By Sramana Mitra and guest author Shaloo Shalini
SM: What about integration you have done so far? Would you share your thoughts on what role integration has played, how expensive it been, and for your future plans, how are you thinking about integration costs and so forth?
PS: Hopefully, you can bear with me because this is my area of expertise, so I am very interested in it.
SM: Absolutely. We are very interested in your expertise.
PS: Now, if I may deviate for a moment. I’m pursuing my doctorate at the school of information studies, and my studies are on using service-oriented architecture (SOA) to enable unified information architecture. What’s interesting about this is these cloud or Internet-based solutions or becoming more prevalent, and there are more options that have very high value in terms of point solutions in a particular domain. If we go back to the evolution of computing with enterprise systems, in the 1990s and early 2000s people were addressing an integration problem that existed inside the organization. Enterprise resource planning (ERP) solutions solved that integration problem, but they solved it vertically and created silos. With the advent of cloud computing, we are again dis-aggregating, separating, or breaking apart monolithic enterprise systems. We are doing it more cheaply and more effectively from a point solution perspective. To go back to your point, the integration problem is back and is back bad. How do we integrate applications that are all over the globe and in different data centers? They will be on-premise and off-premise; there will always be a hybrid, I think, of systems. How do you handle integration? So I wanted to give you this backdrop.
The integration problem from a computing perspective needs to be addressed by SOA, so by that definition implies a loose coupling. In order to integrate, you need to adopt a service or architecture paradigm and to understand this concept of abstracting the technology, which is agnostic to the business functions. The level of granularity will vary. At one point it is a transportation management system; at another point it might be a Web service checking inventory. So, there is an entire domain. The integration problem for a small or medium-sized company and, I would argue, even for a larger company, is not to manage dozens or hundreds of point solutions with or without XML or Web services standards – there are too many points of connection. My philosophy is we need to embrace SOA. From an SME perspective, integration should be in the cloud. That is where the action is – don’t try to integrate inside the enterprise. Put integration in the cloud, use Integration as a Service. Allow the integration provider to be your hub and spoke using an enterprise service bus environment to essentially integrate from any format, any protocol. I can give you a lot more detail about what that looks like.
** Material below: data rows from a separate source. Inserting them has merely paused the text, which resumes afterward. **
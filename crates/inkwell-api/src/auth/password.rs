//! Password hashing and verification using Argon2id
//!
//! Hashes are PHC strings (`$argon2id$v=19$m=...`) carrying their own salt
//! and parameters, so verification needs nothing but the stored string.

use argon2::{
    password_hash::{rand_core::OsRng, PasswordHash, PasswordHasher, PasswordVerifier, SaltString},
    Algorithm, Argon2, Params, Version,
};
use thiserror::Error;

#[derive(Debug, Error)]
pub enum PasswordError {
    #[error("Failed to hash password: {0}")]
    HashingFailed(String),

    #[error("Invalid password hash format")]
    InvalidHashFormat,
}

/// Well-formed hash with the default cost that no password matches.
///
/// Verified against on unknown-email logins so both failure paths pay for
/// one Argon2 run.
pub const DUMMY_PASSWORD_HASH: &str =
    "$argon2id$v=19$m=19456,t=2,p=1$c29tZXNhbHRzb21lc2FsdA$AAAAAAAAAAAAAAAAAAAAAAAAAAAAAAAAAAAAAAAAAAA";

/// Argon2id cost parameters
#[derive(Debug, Clone)]
pub struct PasswordConfig {
    /// Memory cost in KiB
    pub memory_cost: u32,
    /// Iterations
    pub time_cost: u32,
    pub parallelism: u32,
}

impl Default for PasswordConfig {
    fn default() -> Self {
        Self {
            memory_cost: 19_456,
            time_cost: 2,
            parallelism: 1,
        }
    }
}

impl PasswordConfig {
    fn hasher(&self) -> Result<Argon2<'static>, PasswordError> {
        let params = Params::new(self.memory_cost, self.time_cost, self.parallelism, None)
            .map_err(|e| PasswordError::HashingFailed(e.to_string()))?;
        Ok(Argon2::new(Algorithm::Argon2id, Version::V0x13, params))
    }
}

/// Hash a plaintext password with the default parameters
pub fn hash_password(password: &str) -> Result<String, PasswordError> {
    hash_password_with_config(password, &PasswordConfig::default())
}

pub fn hash_password_with_config(
    password: &str,
    config: &PasswordConfig,
) -> Result<String, PasswordError> {
    let salt = SaltString::generate(&mut OsRng);
    let hash = config
        .hasher()?
        .hash_password(password.as_bytes(), &salt)
        .map_err(|e| PasswordError::HashingFailed(e.to_string()))?;
    Ok(hash.to_string())
}

/// Check a password against a stored PHC hash.
///
/// `Ok(false)` on mismatch; `Err` only when the stored hash is unreadable.
pub fn verify_password(password: &str, hash: &str) -> Result<bool, PasswordError> {
    let parsed = PasswordHash::new(hash).map_err(|_| PasswordError::InvalidHashFormat)?;
    Ok(Argon2::default()
        .verify_password(password.as_bytes(), &parsed)
        .is_ok())
}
But that in practice is the approach that we are taking.
SM: Tell me more about the technologies and vendors you use to accomplish this.
PS: I have been in this for 25 years, so I have seen cycles of computing. You know about EDI. EDI has been predominant for 50 years in integrating supply chains, and it has worked pretty well. The problem with EDI is that it is proprietary system and a costly system, and SMEs , which are increasingly becoming part of the value chain, can’t play too hard. If you take the EDI model and the idea of a VAN – a value-added network, the idea of hub and spoke, and you take a progressive VAN – you allow them to be cloud integration provider. That is a powerful concept that has stood the test of time. But instead of just using EDI transactions, it could be file transfer, Web services, or onboarding cloud applications. They have the deep domain expertise and infrastructure to do that.
The company that we partnered with is called Liaison Technologies. We looked at others like Hubspan. These are companies that have been doing EDI for decades and are now embracing the cloud and private public integration through service-oriented infrastructure that exists in the cloud. I can’t afford to buy TIBCO or webMethods for my dollars. I can’t afford to manage an enterprise service bus. I just can’t do it, but they can. We have a virtual private network connecting to this cloud provider – this integration as a service provider – with just one VPN, one connection. They have a Web service and we have a Web service. Web services handle all of our integration requirements. It is really a beautiful model. Does that make sense to you?
In our case we have hundreds of inputs into the cloud that go through Liaison. They do transformation, governance in terms of monitoring, and they send it to us in the desired format right into our on-premise environment – this VPN connection comes right into our environment and invokes tier 2 Web services to insert into a database to do whatever processing in our environment. The only thing we manage are our own Web services. We are abstracted and loosely coupled, we can accommodate any combination, we can have infinite scale, and we pay for what we use. All for a fixed price.